Es una característica natural del pensamiento de los seres humanos, en especial de personajes de la clase política, el confundir la apariencia con la esencia o tomar la parte por el todo. Esa conducta se hizo visible en pasados días con motivo de la posesión de nuevos funcionarios de organismos judiciales, quienes en solemnes ceremonias y controvertidos actos públicos, juraron a sus cargos haciendo reiteradas promesas de independencia, honestidad, responsabilidad y otros conceptos dulces al oído.
Al mismo tiempo, el régimen imperante quiso mostrar que el país ingresó en una nueva etapa en lo que se refiere a la aplicación de Justicia y que, por tanto, todo será en adelante una taza de leche y que se puso fin a la retardación de justicia, la corrupción, que los culpables serán sancionados y los inocentes beneficiados, se vaciarán las cárceles y otras lindezas. Es más, que se cumplirá con las leyes y así los nuevos funcionarios judiciales serán dechados de honestidad, cumplimiento, respeto a las leyes y que otros aspectos negativos frecuentes en el pasado, desaparecerán como por arte de encantamiento.
Ante todo, en la posesión de las nuevas autoridades del Poder judicial se manifestó que ellas serán independientes, que aplicarán la justicia en puridad del Derecho y, ante todo, estarán al margen de las influencias del Poder Ejecutivo (ahora conocido como Órgano Ejecutivo y que está detrás de controlar todos los Poderes) y que éste no meterá las manos en un organismo que actuará con absoluta libertad y al margen de cualquier influencia externa, de acuerdo con el sacrosanto principio de la Independencia de Poderes.
Todo ello está muy bien planteado. Pero mientras en las palabras se muestra una cosa, los hechos resultan lo contrario, pues, en primer lugar, la elección popular de las nuevos magistrados lo único que hizo fue aceptar lo que el Órgano Ejecutivo ya había elegido a dedo. Es más notorio aún que las nuevas autoridades judiciales no serán novedad, ya que sus funciones deberán someterse a la letra de la antigua legislación colonial y feudal, pues no hay una nueva, excepto la Constitución de la Calancha, criticada por diversas falencias, y algunas disposiciones legales, ya que otras no han sido cambiadas o bien apenas han sido retocadas, como los Códigos y otras disposiciones y, por tanto, sólo se habrá cambiado la fachada.

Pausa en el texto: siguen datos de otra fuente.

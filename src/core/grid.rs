//! Regular raster container and its coordinate mapping.
//!
//! A [`GridHeader`] describes the raster geometry: the region `w/e/s/n`, the
//! spacing `(dx, dy)`, the node counts and the [`Registration`]. Row 0 is the
//! northernmost row and columns increase eastwards; cell values are stored
//! row-major in a [`Grid`] as `f32`.
//!
//! # Registration
//!
//! | Registration | nodes sit on | `n_columns` |
//! |---|---|---|
//! | [`Registration::Gridline`] | the region boundary and every `dx` inside it | `(e-w)/dx + 1` |
//! | [`Registration::Pixel`] | the centres of `dx × dy` cells tiling the region | `(e-w)/dx` |

use serde::{Deserialize, Serialize};
use thiserror::Error;

/// Errors raised when describing or combining grids.
#[derive(Clone, Debug, Error, PartialEq)]
pub enum GridError {
    /// Grid spacing must be strictly positive in both axes.
    #[error("grid increments must be positive, got dx={dx}, dy={dy}")]
    InvalidIncrement {
        /// Requested x spacing.
        dx: f64,
        /// Requested y spacing.
        dy: f64,
    },
    /// The region is empty or inverted.
    #[error("invalid region {region}: need west < east and south < north")]
    InvalidRegion {
        /// The rejected region.
        region: Region,
    },
    /// The spacing does not yield at least one node per axis.
    #[error("region {region} with spacing {dx}/{dy} holds no grid nodes")]
    EmptyGrid {
        /// Region that was requested.
        region: Region,
        /// Requested x spacing.
        dx: f64,
        /// Requested y spacing.
        dy: f64,
    },
    /// Two grids that must be aligned node-for-node are not.
    #[error("grid is {found_columns}x{found_rows} but {expected_columns}x{expected_rows} was expected")]
    HeaderMismatch {
        /// Expected number of columns.
        expected_columns: usize,
        /// Expected number of rows.
        expected_rows: usize,
        /// Actual number of columns.
        found_columns: usize,
        /// Actual number of rows.
        found_rows: usize,
    },
    /// Two grids have the same node counts but different geometry.
    #[error("grid {found} is not aligned with {expected}")]
    Misaligned {
        /// Geometry that was expected.
        expected: GridHeader,
        /// Geometry that was found.
        found: GridHeader,
    },
    /// The node count does not fit in memory.
    #[error("a {n_columns}x{n_rows} grid is too large to allocate")]
    TooLarge {
        /// Requested number of columns.
        n_columns: usize,
        /// Requested number of rows.
        n_rows: usize,
    },
    /// Data length disagrees with the header.
    #[error("grid data holds {found} values but the header needs {expected}")]
    DataLength {
        /// Values required by the header.
        expected: usize,
        /// Values supplied.
        found: usize,
    },
}

/// Rectangular region `west/east/south/north`.
#[derive(Clone, Copy, Debug, PartialEq, Serialize, Deserialize)]
pub struct Region {
    /// Minimum x.
    pub west: f64,
    /// Maximum x.
    pub east: f64,
    /// Minimum y.
    pub south: f64,
    /// Maximum y.
    pub north: f64,
}

impl Region {
    /// Creates a region, checking `west < east` and `south < north`.
    ///
    /// # Errors
    ///
    /// Returns [`GridError::InvalidRegion`] for empty, inverted or non-finite bounds.
    pub fn new(west: f64, east: f64, south: f64, north: f64) -> Result<Self, GridError> {
        let region = Self {
            west,
            east,
            south,
            north,
        };
        region.validate()?;
        Ok(region)
    }

    /// Checks the region is finite and non-empty.
    ///
    /// # Errors
    ///
    /// Returns [`GridError::InvalidRegion`] if it is not.
    pub fn validate(&self) -> Result<(), GridError> {
        let finite = [self.west, self.east, self.south, self.north]
            .iter()
            .all(|v| v.is_finite());
        if finite && self.west < self.east && self.south < self.north {
            Ok(())
        } else {
            Err(GridError::InvalidRegion { region: *self })
        }
    }

    /// Returns `true` if `(x, y)` lies inside or on the boundary.
    #[must_use]
    pub fn contains(&self, x: f64, y: f64) -> bool {
        (self.west..=self.east).contains(&x) && (self.south..=self.north).contains(&y)
    }
}

impl std::fmt::Display for Region {
    fn fmt(&self, f: &mut std::fmt::Formatter<'_>) -> std::fmt::Result {
        write!(f, "{}/{}/{}/{}", self.west, self.east, self.south, self.north)
    }
}

/// Whether grid values represent nodes on the region boundary or cell centres.
#[derive(Clone, Copy, Debug, Default, PartialEq, Eq, Hash, Serialize, Deserialize)]
pub enum Registration {
    /// Node (gridline) registration.
    #[default]
    Gridline,
    /// Cell-centre (pixel) registration.
    Pixel,
}

impl Registration {
    /// Half-cell offset: `0` for gridline, `0.5` for pixel registration.
    #[inline]
    #[must_use]
    pub const fn offset(self) -> f64 {
        match self {
            Self::Gridline => 0.0,
            Self::Pixel => 0.5,
        }
    }
}

/// Raster geometry shared by the output grid and the slope grid.
#[derive(Clone, Copy, Debug, PartialEq, Serialize, Deserialize)]
pub struct GridHeader {
    region: Region,
    dx: f64,
    dy: f64,
    registration: Registration,
    n_columns: usize,
    n_rows: usize,
}

impl GridHeader {
    /// Derives the node layout for `region` sampled every `(dx, dy)`.
    ///
    /// # Errors
    ///
    /// Returns an error for non-positive spacing, an invalid region, a spacing
    /// that does not fit one cell into the region, or a node count too large
    /// to allocate.
    ///
    /// # Examples
    ///
    /// ```rust
    /// use trigrid::core::grid::{GridHeader, Region, Registration};
    ///
    /// let region = Region::new(0.0, 1.0, 0.0, 1.0).unwrap();
    /// let nodes = GridHeader::new(region, 0.5, 0.5, Registration::Gridline).unwrap();
    /// let cells = GridHeader::new(region, 0.5, 0.5, Registration::Pixel).unwrap();
    /// assert_eq!((nodes.n_columns(), nodes.n_rows()), (3, 3));
    /// assert_eq!((cells.n_columns(), cells.n_rows()), (2, 2));
    /// assert_eq!(cells.col_to_x(0), 0.25);
    /// ```
    pub fn new(
        region: Region,
        dx: f64,
        dy: f64,
        registration: Registration,
    ) -> Result<Self, GridError> {
        if !(dx > 0.0 && dy > 0.0 && dx.is_finite() && dy.is_finite()) {
            return Err(GridError::InvalidIncrement { dx, dy });
        }
        region.validate()?;

        let n_columns = node_count(region.east - region.west, dx, registration);
        let n_rows = node_count(region.north - region.south, dy, registration);
        let (Some(n_columns), Some(n_rows)) = (n_columns, n_rows) else {
            return Err(GridError::EmptyGrid { region, dx, dy });
        };
        match n_columns.checked_mul(n_rows) {
            Some(size) if size <= MAX_NODES => Ok(Self {
                region,
                dx,
                dy,
                registration,
                n_columns,
                n_rows,
            }),
            _ => Err(GridError::TooLarge { n_columns, n_rows }),
        }
    }

    /// The grid region.
    #[must_use]
    pub const fn region(&self) -> Region {
        self.region
    }

    /// X spacing.
    #[must_use]
    pub const fn dx(&self) -> f64 {
        self.dx
    }

    /// Y spacing.
    #[must_use]
    pub const fn dy(&self) -> f64 {
        self.dy
    }

    /// Node registration.
    #[must_use]
    pub const fn registration(&self) -> Registration {
        self.registration
    }

    /// Number of columns.
    #[must_use]
    pub const fn n_columns(&self) -> usize {
        self.n_columns
    }

    /// Number of rows.
    #[must_use]
    pub const fn n_rows(&self) -> usize {
        self.n_rows
    }

    /// Total number of nodes.
    ///
    /// [`GridHeader::new`] keeps this product within the allocatable range.
    #[must_use]
    pub const fn size(&self) -> usize {
        self.n_columns * self.n_rows
    }

    /// Column index nearest to `x`. May fall outside `0..n_columns`.
    #[inline]
    #[must_use]
    pub fn x_to_col(&self, x: f64) -> i64 {
        ((x - self.region.west) / self.dx - self.registration.offset()).round() as i64
    }

    /// Row index nearest to `y`, counting down from the north edge. May fall outside `0..n_rows`.
    #[inline]
    #[must_use]
    pub fn y_to_row(&self, y: f64) -> i64 {
        ((self.region.north - y) / self.dy - self.registration.offset()).round() as i64
    }

    /// X coordinate of column `col`.
    #[inline]
    #[must_use]
    pub fn col_to_x(&self, col: usize) -> f64 {
        (col as f64 + self.registration.offset()).mul_add(self.dx, self.region.west)
    }

    /// Y coordinate of row `row`.
    #[inline]
    #[must_use]
    pub fn row_to_y(&self, row: usize) -> f64 {
        (row as f64 + self.registration.offset()).mul_add(-self.dy, self.region.north)
    }

    /// Linear index of node `(row, col)` in row-major storage.
    #[inline]
    #[must_use]
    pub const fn index(&self, row: usize, col: usize) -> usize {
        row * self.n_columns + col
    }

    /// Checks that `other` places its nodes at the same coordinates.
    ///
    /// Bounds and spacings may differ by [`ALIGNMENT_TOLERANCE`] of a spacing.
    ///
    /// # Errors
    ///
    /// Returns [`GridError::HeaderMismatch`] if the node counts differ and
    /// [`GridError::Misaligned`] if the registration, spacing or region differ.
    pub fn ensure_aligned(&self, other: &Self) -> Result<(), GridError> {
        if self.n_columns != other.n_columns || self.n_rows != other.n_rows {
            return Err(GridError::HeaderMismatch {
                expected_columns: self.n_columns,
                expected_rows: self.n_rows,
                found_columns: other.n_columns,
                found_rows: other.n_rows,
            });
        }

        let close = |a: f64, b: f64, inc: f64| (a - b).abs() <= ALIGNMENT_TOLERANCE * inc;
        let (a, b) = (self.region, other.region);
        let aligned = self.registration == other.registration
            && close(self.dx, other.dx, self.dx)
            && close(self.dy, other.dy, self.dy)
            && close(a.west, b.west, self.dx)
            && close(a.east, b.east, self.dx)
            && close(a.south, b.south, self.dy)
            && close(a.north, b.north, self.dy);
        if aligned {
            Ok(())
        } else {
            Err(GridError::Misaligned {
                expected: *self,
                found: *other,
            })
        }
    }
}

impl std::fmt::Display for GridHeader {
    fn fmt(&self, f: &mut std::fmt::Formatter<'_>) -> std::fmt::Result {
        let registration = match self.registration {
            Registration::Gridline => "gridline",
            Registration::Pixel => "pixel",
        };
        write!(f, "{} at {}/{} ({registration})", self.region, self.dx, self.dy)
    }
}

/// Largest node count a [`Grid`] may hold.
const MAX_NODES: usize = isize::MAX as usize / std::mem::size_of::<f32>();

/// Largest difference between two aligned bounds or spacings, as a fraction of the spacing.
pub const ALIGNMENT_TOLERANCE: f64 = 1e-6;

/// Nodes along one axis; `None` unless at least one whole cell fits.
///
/// Counts beyond `usize` saturate and are rejected by the size check.
fn node_count(extent: f64, inc: f64, registration: Registration) -> Option<usize> {
    let cells = (extent / inc).round();
    let nodes = match registration {
        Registration::Gridline => cells + 1.0,
        Registration::Pixel => cells,
    };
    (cells >= 1.0).then_some(nodes as usize)
}

/// A raster of `f32` node values with its header.
#[derive(Clone, Debug, PartialEq, Serialize, Deserialize)]
pub struct Grid {
    header: GridHeader,
    data: Vec<f32>,
}

impl Grid {
    /// Allocates a grid with every node set to `fill`.
    #[must_use]
    pub fn filled(header: GridHeader, fill: f32) -> Self {
        Self {
            header,
            data: vec![fill; header.size()],
        }
    }

    /// Wraps existing row-major data.
    ///
    /// # Errors
    ///
    /// Returns [`GridError::DataLength`] if `data` does not match the header.
    pub fn from_data(header: GridHeader, data: Vec<f32>) -> Result<Self, GridError> {
        if data.len() != header.size() {
            return Err(GridError::DataLength {
                expected: header.size(),
                found: data.len(),
            });
        }
        Ok(Self { header, data })
    }

    /// The grid header.
    #[must_use]
    pub const fn header(&self) -> &GridHeader {
        &self.header
    }

    /// Row-major node values.
    #[must_use]
    pub fn data(&self) -> &[f32] {
        &self.data
    }

    /// Mutable row-major node values.
    pub fn data_mut(&mut self) -> &mut [f32] {
        &mut self.data
    }

    /// Value at `(row, col)`, or `None` outside the grid.
    #[must_use]
    pub fn get(&self, row: usize, col: usize) -> Option<f32> {
        (row < self.header.n_rows && col < self.header.n_columns)
            .then(|| self.data[self.header.index(row, col)])
    }

    /// Value at the node nearest to `(x, y)`, or `None` outside the grid.
    #[must_use]
    pub fn value_at(&self, x: f64, y: f64) -> Option<f32> {
        let col = usize::try_from(self.header.x_to_col(x)).ok()?;
        let row = usize::try_from(self.header.y_to_row(y)).ok()?;
        self.get(row, col)
    }
}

Pongamos un ejemplo. Si un campesino tiene un problema de la tierra apela ante el Tribunal agrario, ¿qué harán las nuevas autoridades? Estas se limitarán, de acuerdo con el juramento que les dio la responsabilidad, a aplicar las antiguas disposiciones agrarias, en particular la Ley INRA dictada por el gobierno neoliberal de Gonzalo Sánchez de Lozada y que está en plena vigencia, aunque con otra etiqueta. Así, la justicia será la misma y sólo los juzgadores serán otros.
En esa forma, aunque se cambió magistrados, continuará en aplicación la vieja legislación, o sea que sólo habría cambiado la forma, continuará intangible el fondo y las nuevas autoridades serán similares a las anteriores, excepto cambio de nombres y amos, es decir “lo mismo que igual”.
Lo que el país requiere es un cambio de sus bases sociológicas, así como de sus superestructuras o, por lo menos, la reforma de éstas últimas. Necesitamos soluciones de fondo y no únicamente de maquillaje, por lo cual nos encontramos con la sentencia bíblica que dice: “Viejos tambores, nuevos tamboreros” o, en conceptos nativos, “el mismo llokalla, con otro poncho”.